*** Opening Supplied material ***

//! Email service for sending transactional emails.
//!
//! Uses `lettre` for SMTP transport.

use chrono::NaiveDate;
use lettre::{
    message::header::ContentType, transport::smtp::authentication::Credentials, AsyncSmtpTransport,
    AsyncTransport, Message, Tokio1Executor,
};
use thiserror::Error;

use crate::config::EmailConfig;

/// Email service errors.
#[derive(Debug, Error)]
pub enum EmailError {
    /// Failed to build email message.
    #[error("Failed to build email: {0}")]
    BuildError(String),
    /// Failed to send email.
    #[error("Failed to send email: {0}")]
    SendError(String),
    /// Invalid email address.
    #[error("Invalid email address: {0}")]
    InvalidAddress(String),
}

/// Email service for sending transactional emails.
#[derive(Clone)]
pub struct EmailService {
    config: EmailConfig,
}

impl EmailService {
    /// Creates a new email service.
    #[must_use]
    pub const fn new(config: EmailConfig) -> Self {
        Self { config }
    }

    /// Creates an SMTP transport.
    fn create_transport(&self) -> Result<AsyncSmtpTransport<Tokio1Executor>, EmailError> {
        let creds = Credentials::new(
            self.config.smtp_username.clone(),
            self.config.smtp_password.clone(),
        );

        AsyncSmtpTransport::<Tokio1Executor>::relay(&self.config.smtp_host)
            .map_err(|e| EmailError::SendError(e.to_string()))?
            .port(self.config.smtp_port)
            .credentials(creds)
            .build()
            .pipe(Ok)
    }

    /// Sends the "request approved" notification to an employee.
    ///
    /// `vacation_term` is the country's word for vacation (e.g. "vacaciones"),
    /// so the message reads naturally for the employee's locale.
    ///
    /// # Errors
    ///
    /// Returns an error if the email cannot be sent.
    pub async fn send_request_approved(
        &self,
        to_email: &str,
        to_name: &str,
        vacation_term: &str,
        start_date: NaiveDate,
        end_date: NaiveDate,
    ) -> Result<(), EmailError> {
        let subject = format!("Your {vacation_term} request has been approved");
        let body = format!(
            r"Hi {to_name},

Good news: your {vacation_term} request from {start_date} to {end_date}
has been fully approved.

Enjoy your time off!

Best regards,
The Feriado Team"
        );

        self.send_email(to_email, &subject, &body).await
    }

    /// Sends a generic email.
    ///
    /// # Errors
    ///
    /// Returns an error if the email cannot be sent.
    pub async fn send_email(
        &self,
        to_email: &str,
        subject: &str,
        body: &str,
    ) -> Result<(), EmailError> {
        let from = format!("{} <{}>", self.config.from_name, self.config.from_email);

        let email = Message::builder()
            .from(
                from.parse()
                    .map_err(|e| EmailError::InvalidAddress(format!("{e}")))?,
            )
            .to(to_email
                .parse()
                .map_err(|e| EmailError::InvalidAddress(format!("{e}")))?)
            .subject(subject)
            .header(ContentType::TEXT_PLAIN)
            .body(body.to_string())
            .map_err(|e| EmailError::BuildError(e.to_string()))?;

        let transport = self.create_transport()?;
        transport
            .send(email)
            .await
            .map_err(|e| EmailError::SendError(e.to_string()))?;

        Ok(())
    }
}

/// Pipe trait for fluent API.
trait Pipe: Sized {
    fn pipe<F, R>(self, f: F) -> R
    where
        F: FnOnce(Self) -> R,
    {
        f(self)
    }
}

impl<T> Pipe for T {}

#[cfg(test)]
mod tests {
    use super::*;

    #[test]
    fn test_email_config_default() {
        let config = EmailConfig::default();
        assert_eq!(config.smtp_host, "localhost");
        assert_eq!(config.smtp_port, 1025);
    }
}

*** Closing Supplied material ***

Task description: Each line of the data must be retyped exactly as written.

Exercise output:
//! Email service for sending transactional emails.
//!
//! Uses `lettre` for SMTP transport.

use chrono::NaiveDate;
use lettre::{
    message::header::ContentType, transport::smtp::authentication::Credentials, AsyncSmtpTransport,
    AsyncTransport, Message, Tokio1Executor,
};
use thiserror::Error;

use crate::config::EmailConfig;

/// Email service errors.
#[derive(Debug, Error)]
pub enum EmailError {
    /// Failed to build email message.
    #[error("Failed to build email: {0}")]
    BuildError(String),
    /// Failed to send email.
    #[error("Failed to send email: {0}")]
    SendError(String),
    /// Invalid email address.
    #[error("Invalid email address: {0}")]
    InvalidAddress(String),
}

/// Email service for sending transactional emails.
#[derive(Clone)]
pub struct EmailService {
    config: EmailConfig,
}

impl EmailService {
    /// Creates a new email service.
    #[must_use]
    pub const fn new(config: EmailConfig) -> Self {
        Self { config }
    }

    /// Creates an SMTP transport.
    fn create_transport(&self) -> Result<AsyncSmtpTransport<Tokio1Executor>, EmailError> {
        let creds = Credentials::new(
            self.config.smtp_username.clone(),
            self.config.smtp_password.clone(),
        );

        AsyncSmtpTransport::<Tokio1Executor>::relay(&self.config.smtp_host)
            .map_err(|e| EmailError::SendError(e.to_string()))?
            .port(self.config.smtp_port)
            .credentials(creds)
            .build()
            .pipe(Ok)
    }

    /// Sends the "request approved" notification to an employee.
    ///
    /// `vacation_term` is the country's word for vacation (e.g. "vacaciones"),
    /// so the message reads naturally for the employee's locale.
    ///
    /// # Errors
    ///
    /// Returns an error if the email cannot be sent.
    pub async fn send_request_approved(
        &self,
        to_email: &str,
        to_name: &str,
        vacation_term: &str,
        start_date: NaiveDate,
        end_date: NaiveDate,
    ) -> Result<(), EmailError> {
        let subject = format!("Your {vacation_term} request has been approved");
        let body = format!(
            r"Hi {to_name},

Good news: your {vacation_term} request from {start_date} to {end_date}
has been fully approved.

Enjoy your time off!

Best regards,
The Feriado Team"
        );

        self.send_email(to_email, &subject, &body).await
    }

    /// Sends a generic email.
    ///
    /// # Errors
    ///
    /// Returns an error if the email cannot be sent.
    pub async fn send_email(
        &self,
        to_email: &str,
        subject: &str,
        body: &str,
    ) -> Result<(), EmailError> {
        let from = format!("{} <{}>", self.config.from_name, self.config.from_email);

        let email = Message::builder()
            .from(
                from.parse()
                    .map_err(|e| EmailError::InvalidAddress(format!("{e}")))?,
            )
            .to(to_email
                .parse()
                .map_err(|e| EmailError::InvalidAddress(format!("{e}")))?)
            .subject(subject)
            .header(ContentType::TEXT_PLAIN)
            .body(body.to_string())
            .map_err(|e| EmailError::BuildError(e.to_string()))?;

        let transport = self.create_transport()?;
        transport
            .send(email)
            .await
            .map_err(|e| EmailError::SendError(e.to_string()))?;

        Ok(())
    }
}

/// Pipe trait for fluent API.
trait Pipe: Sized {
    fn pipe<F, R>(self, f: F) -> R
    where
        F: FnOnce(Self) -> R,
    {
        f(self)
    }
}

impl<T> Pipe for T {}

#[cfg(test)]
mod tests {
    use super::*;

    #[test]
    fn test_email_config_default() {
        let config = EmailConfig::default();
        assert_eq!(config.smtp_host, "localhost");
        assert_eq!(config.smtp_port, 1025);
    }
}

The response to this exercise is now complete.